Yesterday, the DOL issued a second set of FAQs related to the Families First Coronavirus Response Act (FFCRA).    You can find the FAQs here.  https://www.dol.gov/agencies/whd/pandemic/ffcra-questions

These are the highpoints:

Documenting Leave:

  • Employees must support leave requests with the appropriate information, including the employee’s name, qualifying reason for leave, a statement that the employee is unable to work or telework for that reason, and leave date(s).
  • Employees must provide documentation supporting the absence, for example, written documentation from a health care provider advising self-quarantine, a notice posted on a government, school, or daycare website,  or an email from an employee or official of the school, place of care, or child care provider.  As you can see, the standard will be fairly low.

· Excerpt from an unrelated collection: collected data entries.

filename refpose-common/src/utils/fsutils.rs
use std::{
    fs, io,
    path::{Path, PathBuf},
};

/// Extensions a file must have to count as a video, lowercased.
pub const VIDEO_EXTENSIONS: &[&str] = &["mp4", "mov", "webm", "avi", "mkv"];

/// Whether the path looks like a video file, judged by its extension only.
pub fn is_video_file(path: impl AsRef<Path>) -> bool {
    path.as_ref()
        .extension()
        .and_then(|ext| ext.to_str())
        .map(|ext| {
            let ext = ext.to_ascii_lowercase();
            VIDEO_EXTENSIONS.iter().any(|known| *known == ext)
        })
        .unwrap_or(false)
}

/// Collects all video files directly inside the given directory, sorted by
/// name. Does not walk subdirectories.
pub fn video_files(dir: impl AsRef<Path>) -> io::Result<Vec<PathBuf>> {
    let mut files: Vec<PathBuf> = fs::read_dir(dir)?
        .map(|entry| entry.map(|entry| entry.path()))
        .collect::<io::Result<Vec<_>>>()?
        .into_iter()
        .filter(|path| path.is_file() && is_video_file(path))
        .collect();
    files.sort();
    Ok(files)
}

/// The file's content, or `None` when there is no such file.
pub fn read_optional_file(path: impl AsRef<Path>) -> io::Result<Option<String>> {
    match fs::read_to_string(path) {
        Ok(content) => Ok(Some(content)),
        Err(e) if e.kind() == io::ErrorKind::NotFound => Ok(None),
        Err(e) => Err(e),
    }
}
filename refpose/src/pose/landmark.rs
/// How many landmarks make up a full body pose.
pub const LANDMARKS_PER_POSE: usize = 33;

/// One body landmark. `x` and `y` are normalized to the frame size, `z` is
/// depth relative to the hips on the same scale, `visibility` is the models
/// confidence in `[0, 1]` that the point is visible at all.
#[derive(serde::Serialize, serde::Deserialize, Clone, Copy, Debug, PartialEq)]
pub struct Landmark {
    pub x: f32,
    pub y: f32,
    pub z: f32,
    pub visibility: f32,
}

impl Landmark {
    pub fn new(x: f32, y: f32, z: f32, visibility: f32) -> Self {
        Self { x, y, z, visibility }
    }

    /// For models that do not measure visibility, everything counts as fully
    /// visible.
    pub fn with_default_visibility(x: f32, y: f32, z: f32) -> Self {
        Self::new(x, y, z, 1.0)
    }
}

/// The full body pose of one person in one frame, always exactly
/// [`LANDMARKS_PER_POSE`] landmarks.
#[derive(serde::Serialize, serde::Deserialize, Clone, Debug, PartialEq)]
#[serde(transparent)]
pub struct FramePose(Vec<Landmark>);

impl FramePose {
    /// Keeps the first [`LANDMARKS_PER_POSE`] landmarks and throws away any
    /// auxiliary points after them. `None` if there are too few to make a
    /// whole body.
    pub fn from_landmarks(mut landmarks: Vec<Landmark>) -> Option<Self> {
        if landmarks.len() < LANDMARKS_PER_POSE {
            return None;
        }
        landmarks.truncate(LANDMARKS_PER_POSE);
        Some(Self(landmarks))
    }

    pub fn landmarks(&self) -> &[Landmark] {
        &self.0
    }
}

/// The poses found in one video, in frame order.
pub type Sequence = Vec<FramePose>;
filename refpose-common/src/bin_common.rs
pub mod init;
pub mod bin_common;

/// Small helpers that do not warrant a module tree of their own.
pub mod utils;
use std::io::IsTerminal;
use std::path::Path;
use std::time::SystemTime;

use color_eyre::{
    config::{HookBuilder, Theme},
    eyre::{self, Context},
};

pub fn init_eyre() -> eyre::Result<()> {
    let theme = if std::io::stderr().is_terminal() {
        Theme::dark()
    } else {
        Theme::new()
    };

    let (term_hook, eyre_hook) = HookBuilder::default().theme(theme).into_hooks();
    eyre_hook
        .install()
        .wrap_err("could not install the eyre hook")?;

    // a second, colorless report of the same panic goes to the log
    let (plain_hook, _) = HookBuilder::default().theme(Theme::new()).into_hooks();

    std::panic::set_hook(Box::new(move |info| {
        eprintln!("{}", term_hook.panic_report(info));
        log::error!(target: "panic", "{}", plain_hook.panic_report(info));
    }));

    Ok(())
}

pub fn init_logger(logfile: Option<&Path>) -> eyre::Result<()> {
    // stdout stays reserved for tool output, diagnostics go to stderr
    let mut dispatch = fern::Dispatch::new()
        .level(log::LevelFilter::Debug)
        .format(|out, message, record| {
            out.finish(format_args!(
                "{} {:<5} [{}] {}",
                humantime::format_rfc3339_seconds(SystemTime::now()),
                record.level(),
                record.target(),
                message
            ))
        })
        .chain(std::io::stderr());

    if let Some(logfile) = logfile {
        dispatch = dispatch.chain(fern::log_file(logfile).wrap_err_with(|| {
            format!("failed to open the log file at: {logfile:?}")
        })?);
    }

    dispatch.apply().wrap_err("could not register the logger")?;

    Ok(())
}
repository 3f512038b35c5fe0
use std::num::NonZeroU32;
use std::path::PathBuf;

use clap::Parser;
use color_eyre::eyre;
use refpose::{
    sampler::{timestamp_ms, SamplePlan, SampleWindow, Verdict},
    video::VideoFrames,
};
use refpose_common::bin_common::init::{init_eyre, init_logger};

#[derive(Parser)]
#[command()]
/// Dump the frames the pose extractor would look at, as images
struct Cli {
    /// Where in the video to start, in seconds from the beginning
    #[arg(long)]
    start: Option<f64>,

    /// Where in the video to stop, in seconds from the beginning
    #[arg(long)]
    end: Option<f64>,

    /// Only keep every N:th frame
    #[arg(long, default_value = "1")]
    every: NonZeroU32,

    /// Directory to write the images to
    #[arg(long)]
    outdir: PathBuf,

    /// The video to read
    videofile: PathBuf,
}

fn main() -> eyre::Result<()> {
    init_eyre()?;
    init_logger(None)?;
    let cli = Cli::parse();

    std::fs::create_dir_all(&cli.outdir)?;

    let mut video = VideoFrames::new(&cli.videofile)?;
    let fps = video.frame_rate();
    let window = SampleWindow {
        start_sec: cli.start,
        end_sec: cli.end,
    };
    let plan = SamplePlan::new(video.total_frames(), fps, window, cli.every);
    println!("Sampling {} at {} fps", plan, fps);

    let mut index: u64 = 0;
    loop {
        match plan.verdict(index) {
            Verdict::Done => break,
            verdict => {
                let Some(img) = video.read_frame()? else {
                    break;
                };
                if verdict == Verdict::Keep {
                    let frame_filename =
                        format!("frame_{}_{}.jpg", index, timestamp_ms(index, fps));
                    println!("Writing {:?}", frame_filename);
                    img.save(cli.outdir.join(frame_filename))?;
                }
            }
        }
        index += 1;
    }

    Ok(())
}
use std::{
    ffi::OsString,
    fs,
    io::Write,
    num::NonZeroU32,
    path::{Path, PathBuf},
};

use clap::Parser;
use color_eyre::eyre::{self, Context};
use refpose::{
    document::{self, Focus, ReferenceDoc},
    pose::detector::{Backend, ModelStore},
    sampler::SampleWindow,
    sequence,
    video::VideoFrames,
};
use refpose_common::{
    bin_common::init::{init_eyre, init_logger},
    utils::fsutils::{read_optional_file, video_files},
};

#[derive(Parser, Debug)]
#[command()]
/// Extracts reference pose sequences from exercise videos.
///
/// A single video in gives one sequence, a directory in gives one sequence
/// per video in it. The result is a JSON file for other tools to compare
/// live poses against.
struct Cli {
    /// A video file, or a directory of video files
    input: PathBuf,

    /// Where to write the resulting JSON
    #[arg(long, short = 'o')]
    output: PathBuf,

    /// Where in the video to start, in seconds from the beginning
    #[arg(long)]
    start: Option<f64>,

    /// Where in the video to stop, in seconds from the beginning
    #[arg(long)]
    end: Option<f64>,

    /// Only keep every N:th frame
    #[arg(long, default_value = "1")]
    every: NonZeroU32,

    /// What the footage shows, carried through to the output
    #[arg(long, value_enum, default_value_t = Focus::Full)]
    focus: Focus,

    /// Directory to look for pose models in, instead of the user cache
    #[arg(long)]
    model_dir: Option<PathBuf>,

    /// Pose model to use, instead of probing for the best available one
    #[arg(long, value_enum)]
    backend: Option<Backend>,

    /// A file to additionally write the logs to
    #[arg(long)]
    logfile: Option<PathBuf>,
}

fn cli_arguments() -> eyre::Result<Cli> {
    const ARGS_FILE: &str = ".refposerc";
    let mut args: Vec<OsString> = std::env::args_os().collect();

    if args.len() == 1 {
        let flags = read_optional_file(ARGS_FILE)
            .wrap_err_with(|| format!("could not read the flags file at: {ARGS_FILE}"))?;
        if let Some(flags) = flags {
            args.extend(flags.split_whitespace().map(OsString::from));
        }
    }

    Ok(Cli::parse_from(args))
}

fn main() -> eyre::Result<()> {
    init_eyre()?;
    let cli = cli_arguments()?;
    init_logger(cli.logfile.as_deref())?;

    log::debug!("CLI arguments: {cli:#?}");

    let store = match &cli.model_dir {
        Some(dir) => ModelStore::new(dir),
        None => ModelStore::new(ModelStore::default_dir()),
    };
    let backend = match cli.backend {
        Some(backend) => backend,
        None => Backend::probe(&store)?,
    };
    log::info!(
        "Using the {} backend with models from {}",
        backend,
        store.dir().display()
    );

    let window = SampleWindow {
        start_sec: cli.start,
        end_sec: cli.end,
    };

    let doc = if cli.input.is_dir() {
        dataset_document(&cli, &store, backend, window)?
    } else {
        single_document(&cli, &store, backend, window)?
    };

    write_document(&cli.output, &doc)?;
    log::info!("Wrote the document to '{}'", cli.output.display());
    Ok(())
}

fn single_document(
    cli: &Cli,
    store: &ModelStore,
    backend: Backend,
    window: SampleWindow,
) -> eyre::Result<ReferenceDoc> {
    let mut source = VideoFrames::new(&cli.input)
        .wrap_err_with(|| format!("Failed to open '{}'", cli.input.display()))?;
    let mut detector = backend.open(store)?;

    let sequence =
        sequence::extract_sequence(&mut source, detector.as_mut(), window, cli.every)?;
    eyre::ensure!(
        !sequence.is_empty(),
        "No poses found in '{}'",
        cli.input.display()
    );

    log::info!("Extracted {} frames with a pose", sequence.len());
    Ok(ReferenceDoc::single(sequence, cli.focus))
}

fn dataset_document(
    cli: &Cli,
    store: &ModelStore,
    backend: Backend,
    window: SampleWindow,
) -> eyre::Result<ReferenceDoc> {
    let videos = video_files(&cli.input)
        .wrap_err_with(|| format!("Failed to list videos in '{}'", cli.input.display()))?;
    eyre::ensure!(
        !videos.is_empty(),
        "No video files in '{}'",
        cli.input.display()
    );

    log::info!("Extracting from {} videos", videos.len());
    let (sequences, skipped) = sequence::collect_sequences(&videos, |video| {
        let mut source = VideoFrames::new(video)?;
        // a fresh detector per video, their timestamps restart at zero
        let mut detector = backend.open(store)?;
        sequence::extract_sequence(&mut source, detector.as_mut(), window, cli.every)
    });

    if skipped > 0 {
        log::warn!("Skipped {} of {} videos", skipped, videos.len());
    }
    eyre::ensure!(
        !sequences.is_empty(),
        "No poses found in any video in '{}'",
        cli.input.display()
    );

    Ok(ReferenceDoc::dataset(sequences, cli.focus))
}

fn write_document(path: &Path, doc: &ReferenceDoc) -> eyre::Result<()> {
    if let Some(parent) = path.parent().filter(|p| !p.as_os_str().is_empty()) {
        fs::create_dir_all(parent)
            .wrap_err_with(|| format!("Failed to create '{}'", parent.display()))?;
    }

    let file = fs::File::create(path)
        .wrap_err_with(|| format!("Failed to create '{}'", path.display()))?;
    let mut writer = std::io::BufWriter::new(file);
    document::save_to(&mut writer, doc).wrap_err("Failed to serialize the document")?;
    writer.flush().wrap_err("Failed to write the document")?;
    Ok(())
}
pub mod document;
pub mod pose;
pub mod sampler;
pub mod sequence;
pub mod video;
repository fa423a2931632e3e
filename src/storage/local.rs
//! Filesystem-backed [`Storage`]: each bucket is a directory under a root.

use std::io;
use std::path::{Component, Path, PathBuf};

use async_trait::async_trait;
use tracing::debug;

use super::{Location, Storage};
use crate::error::CollaboratorError;

pub struct LocalStorage {
    root: PathBuf,
}

impl LocalStorage {
    pub fn new(root: impl Into<PathBuf>) -> Self {
        Self { root: root.into() }
    }

    /// Map a location to a path under the root, rejecting anything that
    /// could escape it.
    fn resolve(&self, location: &Location) -> Result<PathBuf, CollaboratorError> {
        if !is_plain_relative(&location.bucket) || location.bucket.contains('/') {
            return Err(CollaboratorError::malformed(format!(
                "invalid bucket name: {:?}",
                location.bucket
            )));
        }
        if !is_plain_relative(&location.key) {
            return Err(CollaboratorError::malformed(format!(
                "invalid key: {:?}",
                location.key
            )));
        }
        Ok(self.root.join(&location.bucket).join(&location.key))
    }
}

fn is_plain_relative(segment: &str) -> bool {
    !segment.is_empty()
        && Path::new(segment)
            .components()
            .all(|c| matches!(c, Component::Normal(_)))
}

fn located(err: io::Error, location: &Location) -> CollaboratorError {
    let mut err = CollaboratorError::from(err);
    err.message = format!("{location}: {}", err.message);
    err
}

fn write_atomically(path: &Path, bytes: &[u8]) -> io::Result<()> {
    if let Some(parent) = path.parent() {
        std::fs::create_dir_all(parent)?;
    }
    let mut partial = path.as_os_str().to_owned();
    partial.push(".partial");
    let partial = PathBuf::from(partial);
    std::fs::write(&partial, bytes)?;
    std::fs::rename(&partial, path)
}

#[async_trait]
impl Storage for LocalStorage {
    async fn read(&self, location: &Location) -> Result<Vec<u8>, CollaboratorError> {
        let path = self.resolve(location)?;
        let bytes = tokio::task::spawn_blocking(move || std::fs::read(path))
            .await
            .map_err(|e| CollaboratorError::internal(format!("storage read task failed: {e}")))?
            .map_err(|e| located(e, location))?;
        debug!(%location, bytes = bytes.len(), "read object");
        Ok(bytes)
    }

    async fn write(
        &self,
        location: &Location,
        bytes: Vec<u8>,
        content_type: &str,
    ) -> Result<(), CollaboratorError> {
        let path = self.resolve(location)?;
        let len = bytes.len();
        tokio::task::spawn_blocking(move || write_atomically(&path, &bytes))
            .await
            .map_err(|e| CollaboratorError::internal(format!("storage write task failed: {e}")))?
            .map_err(|e| located(e, location))?;
        debug!(%location, bytes = len, content_type, "wrote object");
        Ok(())
    }
}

Continue reading “DOL Issues Second Set Of FAQs; And The News Is Mostly Good For Employers”

U.S. Department of Labor Issues COVID-19 Question and Answers

The U.S. Department of Labor has just provided us with a Q & A sheet regarding the Families First Coronavirus Response Act here. https://www.dol.gov/agencies/whd/pandemic/ffcra-questions

This document does not answer all of our questions, but it does provide us with some useful guidance. These are what I think are the most useful bits:

  • The FFCRA’s paid leave provisions are effective on April 1, 2020, not April 2 as we expected.
  • The DOL to set guidance for an exemption to the emergency FMLA leave (12 weeks) for businesses with less than 50 employees where providing the leave would jeopardize the viability of the business as a going concern. The DOL has instructed small businesses to document the reason that providing the leave would jeopardize the business as a going concern for now, and indicated that additional guidance would be forthcoming.
  • We calculate the number of employees at the time that the employee takes leave.
  • We are to include the following as employees: employees on leave; temporary employees who are jointly employed by you and another employer (regardless of whether the jointly-employed employees are maintained on only you’re or another employer’s payroll); day laborers supplied by a temporary agency.
  • We do NOT include independent contractors under the Fair Labor Standards Act (FLSA),
  • The Q&A sheet provides some guidance on how to cumulate the employees of two related entities for purposes of determining the 500-employee threshold
  • When calculating pay due to employees under the emergency paid leave provision (80 hours or 2-week average), we should include overtime hours worked. For example, an employee who is scheduled to work 55 hours a week may take 55 hours of paid sick leave in the first week, but would only be allowed 25 hours in the second week, and no more than 80 hours total.
  • While the overtime hours are included, the pay rate does not need to include premium overtime pay.
  • Paid emergency sick leave (80 hours) and expanded FMLA (12 weeks) run concurrently and are NOT retroactive. You will not be able to count any leave allowed before April 1 against your obligations to provide paid leave under the FFCRA.
  • The “regular rate of pay” used to calculate leave pay and is the average of an employee’s regular rate over a period of up to six months prior to the date on which the leave is taken. If an employer recently cut pay or place employees on unpaid leave, the employer must look back at the employee’s total compensation for the last six months and divide it by all hours actually worked to determine the regular rate of pay.